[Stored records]
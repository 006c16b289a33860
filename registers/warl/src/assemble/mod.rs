// Licensed under the Apache-2.0 license

//! Register assembly.
//!
//! Registers are assembled one at a time in definition order. An
//! [`AssemblyContext`] holds everything assembled so far: lowered register
//! specs (the only registers a shadow field may target), field legalizers,
//! register procedures, the reset procedure and the dispatch tables. The
//! first configuration error aborts the run.

mod generate;
mod parse;

#[cfg(test)]
#[path = "tests.rs"]
mod tests;

use crate::config::CompileConfig;
use crate::definition::{Definition, RegisterDef};
use crate::error::{WarlError, WarlResult};
use crate::field::FieldProcedure;
use crate::procedure::{
    CompiledRegisters, DispatchTables, Expr, Procedure, RegisterProcedures,
};
use crate::types::{FieldKind, RegisterSpec, Xlen};
use crate::util::{insert, low_bits, slice};
use anyhow::Context;
use std::path::Path;

/// Accumulated state of one compilation run.
pub struct AssemblyContext<'d> {
    definition: &'d Definition,
    config: &'d CompileConfig,
    specs: Vec<RegisterSpec>,
    fields: Vec<FieldProcedure>,
    registers: Vec<RegisterProcedures>,
    reset: Procedure,
    tables: DispatchTables,
}

impl<'d> AssemblyContext<'d> {
    pub fn new(definition: &'d Definition, config: &'d CompileConfig) -> Self {
        Self {
            definition,
            config,
            specs: Vec::new(),
            fields: Vec::new(),
            registers: Vec::new(),
            reset: Procedure::new("reset_regs".to_string()),
            tables: DispatchTables::default(),
        }
    }

    /// A register assembled earlier in this run.
    pub fn assembled(&self, name: &str) -> Option<&RegisterSpec> {
        self.specs.iter().find(|s| s.name.eq_ignore_ascii_case(name))
    }

    /// Defines `register` and, unless filtered, assembles its procedures.
    pub fn add_register(&mut self, register: &RegisterDef) -> WarlResult<()> {
        let xlen = self.config.xlen;
        let Some(layout) = register.layout(xlen) else {
            log::debug!("{}: not accessible in {xlen}", register.name);
            return Ok(());
        };
        self.define(register)?;
        if self.config.filter.should_skip(&register.name) {
            log::debug!("{}: defined without legalization", register.name);
            return Ok(());
        }
        let spec = parse::lower_register(self.definition, register, layout, xlen)?;
        self.assemble(spec)
    }

    fn define(&mut self, register: &RegisterDef) -> WarlResult<()> {
        if let Some(first) = self.tables.names.get(&register.address) {
            return Err(WarlError::DuplicateAddress {
                address: register.address,
                first: first.clone(),
                second: register.name.clone(),
            });
        }
        if self
            .tables
            .addresses
            .keys()
            .any(|name| name.eq_ignore_ascii_case(&register.name))
        {
            return Err(WarlError::InvalidDefinition {
                register: register.name.clone(),
                message: "register is defined twice".to_string(),
            });
        }
        self.tables
            .defined
            .insert(register.address, register.privilege);
        self.tables
            .names
            .insert(register.address, register.name.clone());
        self.tables
            .addresses
            .insert(register.name.clone(), register.address);
        Ok(())
    }

    fn assemble(&mut self, spec: RegisterSpec) -> WarlResult<()> {
        let procedures = self.generate(&spec)?;

        let mask = low_bits(spec.width);
        if spec.reset_value & !mask != 0 {
            log::warn!(
                "{}: reset value {:#x} does not fit in {} bits",
                spec.name,
                spec.reset_value,
                spec.width
            );
        }
        // Read-only constants read back as their fixed value from reset on.
        let mut reset_value = spec.reset_value & mask;
        for field in spec.fields() {
            if let FieldKind::ReadOnlyConstant(constant) = field.kind {
                let bits = slice(reset_value, field.msb, field.lsb);
                if bits != constant {
                    log::warn!(
                        "{}.{}: reset value {bits:#x} differs from read-only constant {constant:#x}",
                        spec.name,
                        field.name
                    );
                    reset_value = insert(reset_value, field.msb, field.lsb, constant);
                }
            }
        }
        self.reset.store(&spec.name, Expr::Const(reset_value));

        self.tables.read.insert(spec.address, spec.name.clone());
        self.tables.write.insert(spec.address, spec.name.clone());
        log::debug!(
            "{}: assembled {} fields at {:#05x}{}",
            spec.name,
            spec.fields().len(),
            spec.address,
            if procedures.get.is_some() {
                " with read-side synthesis"
            } else {
                ""
            }
        );
        self.registers.push(procedures);
        self.specs.push(spec);
        Ok(())
    }

    pub fn finish(self) -> CompiledRegisters {
        CompiledRegisters {
            xlen: self.config.xlen,
            fields: self.fields,
            registers: self.registers,
            reset: self.reset,
            tables: self.tables,
        }
    }
}

/// Compiles every register of `definition` for the profile in `config`.
pub fn compile(definition: &Definition, config: &CompileConfig) -> WarlResult<CompiledRegisters> {
    log::info!(
        "Compiling {} register definitions for {}",
        definition.registers.len(),
        config.xlen
    );
    let mut context = AssemblyContext::new(definition, config);
    for register in &definition.registers {
        context.add_register(register)?;
    }
    let compiled = context.finish();
    log::info!(
        "Assembled {} registers with {} field legalizers",
        compiled.registers.len(),
        compiled.fields.len()
    );
    Ok(compiled)
}

/// Loads a definition file and renders its procedures for `xlen` with the
/// default legalize filter.
pub fn generate_warl_from_file(file: &Path, xlen: Xlen) -> anyhow::Result<String> {
    generate_warl_from_file_with_config(file, &CompileConfig::new(xlen))
}

/// Loads a definition file and renders its procedures under `config`.
pub fn generate_warl_from_file_with_config(
    file: &Path,
    config: &CompileConfig,
) -> anyhow::Result<String> {
    let definition = Definition::load(file)?;
    let compiled = compile(&definition, config)
        .with_context(|| format!("failed to compile {}", file.display()))?;
    Ok(compiled.to_string())
}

- [EXERCISE AIM] Where a line of the records includes "parse", copy it.

- [SOLUTION]
mod parse;
        let spec = parse::lower_register(self.definition, register, layout, xlen)?;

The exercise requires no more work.